Circuit Court, E. D. Missouri.

September 28, 1882.

v.13, no. 10-34

1. INSURANCE—CORPORATIONS—COMITY.

A foreign insurance company cannot withdraw itself from the operation of the statutes of a state in which it does business, by the insertion of clauses in its policies.

2. SAME—APPLICATION FOR INSURANCE—FRAUD.

Where, by the terms of a policy of insurance sued on, an application signed by the assured is declared to be the sole basis thereof, evidence is admissible to show that false statements contained in the application were inserted without the applicant's knowledge by an agent of defendant, and that the applicant's signature was procured by such agent by fraud.
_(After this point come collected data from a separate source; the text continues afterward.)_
use serde::{Deserialize, Serialize};
use crate::{ChatError, Result};

pub const DEFAULT_API_BASE: &str = "/api";

/// Client configuration
#[derive(Debug, Clone, PartialEq, Eq, Serialize, Deserialize)]
pub struct ClientConfig {
    /// Base URL of the backend, absolute or relative to the page origin
    pub api_base: String,
}

impl Default for ClientConfig {
    fn default() -> Self {
        Self {
            api_base: DEFAULT_API_BASE.to_string(),
        }
    }
}

impl ClientConfig {
    pub fn new(api_base: impl Into<String>) -> Self {
        Self {
            api_base: api_base.into(),
        }
    }

    /// Configuration baked in at build time through `CHAT_API_URL`.
    pub fn from_build_env() -> Self {
        match option_env!("CHAT_API_URL") {
            Some(base) if !base.trim().is_empty() => Self::new(base.trim()),
            _ => Self::default(),
        }
    }

    pub fn validate(&self) -> Result<()> {
        if self.api_base.trim().is_empty() {
            return Err(ChatError::Config("api_base must not be empty".to_string()));
        }
        Ok(())
    }

    /// Join the base URL and an endpoint path with exactly one slash.
    pub fn endpoint(&self, path: &str) -> String {
        format!(
            "{}/{}",
            self.api_base.trim_end_matches('/'),
            path.trim_start_matches('/')
        )
    }
}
8. PLEADING—REPLICATION—SURPLUSAGE.

Where sufficient probative facts appear, a reply is not demurrable because it also contains allegations as to mere matters of evidence.

Demurrer to Replication.

This is a suit upon a policy of insurance upon the life of C. S. Alford, deceased, by his executor, Thomas C. Fletcher. Defendant alleges in its answer that it is a foreign corporation; that said Alford made a written application to it for insurance upon his life, and that the application was signed by him, and was attached to and made a part of said policy when issued; that said application contained two false answers to questions material as to the risk, therein printed, and the following clause, viz.:

“And I do hereby agree that the statements and representations contained in the foregoing application and declaration shall be the basis of, the contract between me and the said company,—the truthfulness of which statements and representations I do hereby warrant; and that if the same, or any of them, are in any respect untrue, the policy which may be issued thereon shall be void, and all money which may have been paid on account of such insurance shall be forfeited to said company; and inasmuch as only the officers at the home office of the company in the city of New York have authority to determine whether or not a policy shall issue on any application, and as they act on the written statements and representations referred to, it is expressly understood and agreed that no statements, representations, or information made or given by or to the person soliciting or taking this application for a policy, or to any other person, shall be binding on this company, or in any manner affect its rights, unless such statements, representations, or information be reduced to writing and presented to the officers of the company, at the home office, in the above application.”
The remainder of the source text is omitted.